«Dérive», «technocratie gestionnaire», «crise», absence d’«accord profond»: depuis mercredi soir, François Bayrou, président du MoDem (centre, majorité) et allié historique du président français Emmanuel Macron, multiplie les mots tonitruants à l’encontre du nouveau Premier ministre Gabriel Attal. Après 48 heures d’intenses tractations, il marque ainsi son refus d’entrer au gouvernement, dont la composition complète a été annoncée jeudi soir.
«Il y a beaucoup d’incompréhension à l’Elysée et à Matignon. On ne s’y attendait pas», reconnaît un conseiller de l’exécutif, assurant qu’une «place lui était réservée» après sa relaxe judiciaire prononcée lundi.

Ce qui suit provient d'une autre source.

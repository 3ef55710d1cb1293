//! # Agent Mesh
//!
//! Runs one query through the agent mesh: discovers relevant agents,
//! routes across them and streams every agent message to stdout as one
//! JSON line.
//!
//! ## Usage
//!
//! ```bash
//! # Rule-based routing with the local hashing embedder
//! agent-mesh --config mesh.yaml "What is the status of PO-1042?"
//!
//! # Forward a session and bearer token to the agents
//! MESH_TOKEN=secret agent-mesh --session s-1 "Ship order 77"
//! ```

use anyhow::{Context, Result};
use clap::Parser;
use futures::StreamExt;
use mesh_config::{load_config, MeshConfig};
use mesh_core::RequestContext;
use mesh_directory::{Directory, HeartbeatManager, HeartbeatTarget, MemoryAgentStore};
use mesh_orchestrator::{HttpAgentInvoker, Orchestrator};
use mesh_providers::{build_embedding_provider, build_inference_provider};
use mesh_routing::RoutingEngine;
use mesh_telemetry::{init_logging, MeshMetrics};
use std::io::Write;
use std::path::PathBuf;
use std::sync::Arc;
use tracing::{error, info};

/// Route a query across the agent mesh
#[derive(Parser, Debug)]
#[command(name = "agent-mesh")]
#[command(author, version, about, long_about = None)]
struct Cli {
    /// Configuration file (YAML or TOML)
    #[arg(short, long, env = "MESH_CONFIG")]
    config: Option<PathBuf>,

    /// Session id forwarded to agents
    #[arg(short, long, env = "MESH_SESSION_ID")]
    session: Option<String>,

    /// Bearer token forwarded to agents
    #[arg(short, long, env = "MESH_TOKEN", default_value = "", hide_env_values = true)]
    token: String,

    /// Print Prometheus metrics to stderr when done
    #[arg(long)]
    metrics: bool,

    /// The user query
    query: String,
}

#[tokio::main]
async fn main() {
    let cli = Cli::parse();

    if let Err(e) = run(cli).await {
        error!(error = %e, "agent-mesh failed");
        eprintln!("Error: {e:#}");
        std::process::exit(1);
    }
}

async fn run(cli: Cli) -> Result<()> {
    let config = load_config(cli.config.as_deref()).context("failed to load configuration")?;
    init_logging(&config.logging).context("failed to initialise logging")?;

    info!(
        version = env!("CARGO_PKG_VERSION"),
        agents = config.agents.len(),
        "Starting agent mesh"
    );

    let metrics = Arc::new(MeshMetrics::new()?);
    let directory = build_directory(&config, &metrics)?;
    let orchestrator = build_orchestrator(&config, Arc::clone(&directory), &metrics)?;

    let mut heartbeats = Vec::with_capacity(config.agents.len());
    for descriptor in &config.agents {
        let registered = directory
            .register(descriptor.clone())
            .await
            .with_context(|| format!("failed to register agent '{}'", descriptor.agent_id))?;

        let target: Arc<dyn HeartbeatTarget> = directory.clone();
        let mut heartbeat =
            HeartbeatManager::new(registered.agent_id, config.heartbeat.interval, target)
                .with_metrics(Arc::clone(&metrics));
        heartbeat.start();
        heartbeats.push(heartbeat);
    }

    let session = cli
        .session
        .unwrap_or_else(|| uuid::Uuid::new_v4().to_string());
    let ctx = RequestContext::new(session, cli.token);
    info!(request_id = %ctx.request_id, session_id = %ctx.session_id, "Handling query");

    let outcome = stream_to_stdout(&orchestrator, cli.query, ctx).await;

    for heartbeat in &mut heartbeats {
        heartbeat.stop().await;
    }

    if cli.metrics {
        eprint!("{}", metrics.encode()?);
    }
    outcome
}

fn build_directory(config: &MeshConfig, metrics: &Arc<MeshMetrics>) -> Result<Arc<Directory>> {
    let embedder =
        build_embedding_provider(&config.embedding, config.directory.embedding_dimension)?;
    let directory = Directory::new(
        Arc::new(MemoryAgentStore::new()),
        embedder,
        &config.directory,
    )?
    .with_metrics(Arc::clone(metrics));
    Ok(Arc::new(directory))
}

fn build_orchestrator(
    config: &MeshConfig,
    directory: Arc<Directory>,
    metrics: &Arc<MeshMetrics>,
) -> Result<Orchestrator> {
    let mut router = RoutingEngine::new(&config.routing)?.with_metrics(Arc::clone(metrics));
    if let Some(inference) = build_inference_provider(&config.inference)? {
        router = router.with_inference(inference);
    }

    let invoker = HttpAgentInvoker::new(config.orchestrator.agent_timeout)?;
    let orchestrator = Orchestrator::new(
        directory,
        Arc::new(router),
        Arc::new(invoker),
        config.orchestrator.clone(),
        config.directory.top_k,
    )?
    .with_metrics(Arc::clone(metrics));
    Ok(orchestrator)
}

async fn stream_to_stdout(
    orchestrator: &Orchestrator,
    query: String,
    ctx: RequestContext,
) -> Result<()> {
    let mut messages = orchestrator.handle_request(query, ctx);
    let stdout = std::io::stdout();

    while let Some(message) = messages.next().await {
        let line = serde_json::to_string(message.as_value())?;
        let mut out = stdout.lock();
        writeln!(out, "{line}")?;
        out.flush()?;
    }
    Ok(())
}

Pour Benjamin Morel, maître de conférences en droit public, «ça fragilise le gouvernement parce que les lignes de fracture au sein de la majorité vont se creuser». Même si le MoDem reste au gouvernement, il donne le sentiment d’avoir «très envie d’en sortir», au risque de saper «l’autorité» du Premier ministre.
François Bayrou avait d’emblée mis en doute «l’expérience» du plus jeune chef du gouvernement de l’histoire de la République, et critiqué la droitisation de l’exécutif. Désormais, il critique la vision «technocratique» de Gabriel Attal, notamment sur l’éducation, censée être son chantier prioritaire et où il se vante d’avoir forgé sa «méthode».
Procès en déconnexion
À quatre mois d’élections européennes où le Rassemblement national (extrême droite, opposition) est donné favori dans les sondages, le leader centriste met un grain de sable dans l’enthousiasme qui entourait jusqu’ici, en interne, les premiers pas du Premier ministre.
Pire, celui qui reste Haut-commissaire au plan accuse Emmanuel Macron de n’avoir pas tenu la promesse de «gouverner autrement», et dresse en creux un procès en déconnexion entre «la France qui décide en haut» et celle «qui se bat en bas».
«Cela dit beaucoup du second mandat d’Emmanuel Macron qui est très affaibli par le fait que son camp n’a pas de majorité absolue et surtout qu’il n’a plus la capacité de se représenter» en raison des limites constitutionnelles, estime le politologue Pascal Perrineau. «Son pouvoir est sans cesse contesté à l’extérieur, on le voit dans l’opinion publique» avec une cote de popularité au plus bas, «mais aussi à l’intérieur de son camp où chacun y va de sa stratégie de différenciation pour préparer l’après».
Pour autant, la Macronie faisait tout jeudi pour minimiser les dégâts. Un conseiller ministériel raille «une petite crise d’ego» de François Bayrou, qui aurait «un peu craqué» et ferait «cavalier seul».
«Théâtre d’ombres»
Gabriel Attal a quatre à lui nié tout «incident», préférant parler d’un «débat» ou d’un «désaccord ponctuel», tandis qu’un proche du chef de l’État faisait mine de vouloir laisser «s’exprimer» les différentes «sensibilités».
François Bayrou est pourtant bien plus qu’une «sensibilité». Le maire de Pau avait mis ses ambitions présidentielles entre parenthèses en 2017 pour soutenir Emmanuel Macron, apportant un surcroît de crédibilité au jeune candidat dont il partageait la volonté d’imposer un «bloc central» dépassant le clivage droite-gauche. Depuis, même dans les moments difficiles, le président a toujours veillé à bien «traiter» son aîné béarnais.
«Le pays va suffisamment mal pour qu’on n’ait pas en plus ce théâtre d’ombres que les Français», souffle un autre cadre du camp présidentiel, «complètement sidéré» par la séquence. Mais le même se dit «d’accord» sur l’existence d’une «forme d’élitisme perçu par la population».
Comme une illustration de certains choix hasardeux, Gabriel Attal a profité de la présentation de la deuxième moitié de son gouvernement pour «exfiltrer» Amélie Oudéa-Castéra des ministères de l’Éducation nationale et de la Jeunesse.
Affaiblie par des semaines de polémiques, pour avoir critiqué d’emblée l’école publique, «AOC» ne garde de son éphémère «superministère» que le portefeuille des Sports et des JO, alors que Nicole Belloubet, 68 ans, ministre de la Justice lors du premier quinquennat Macron, récupère les dossiers de l’école et de la jeunesse.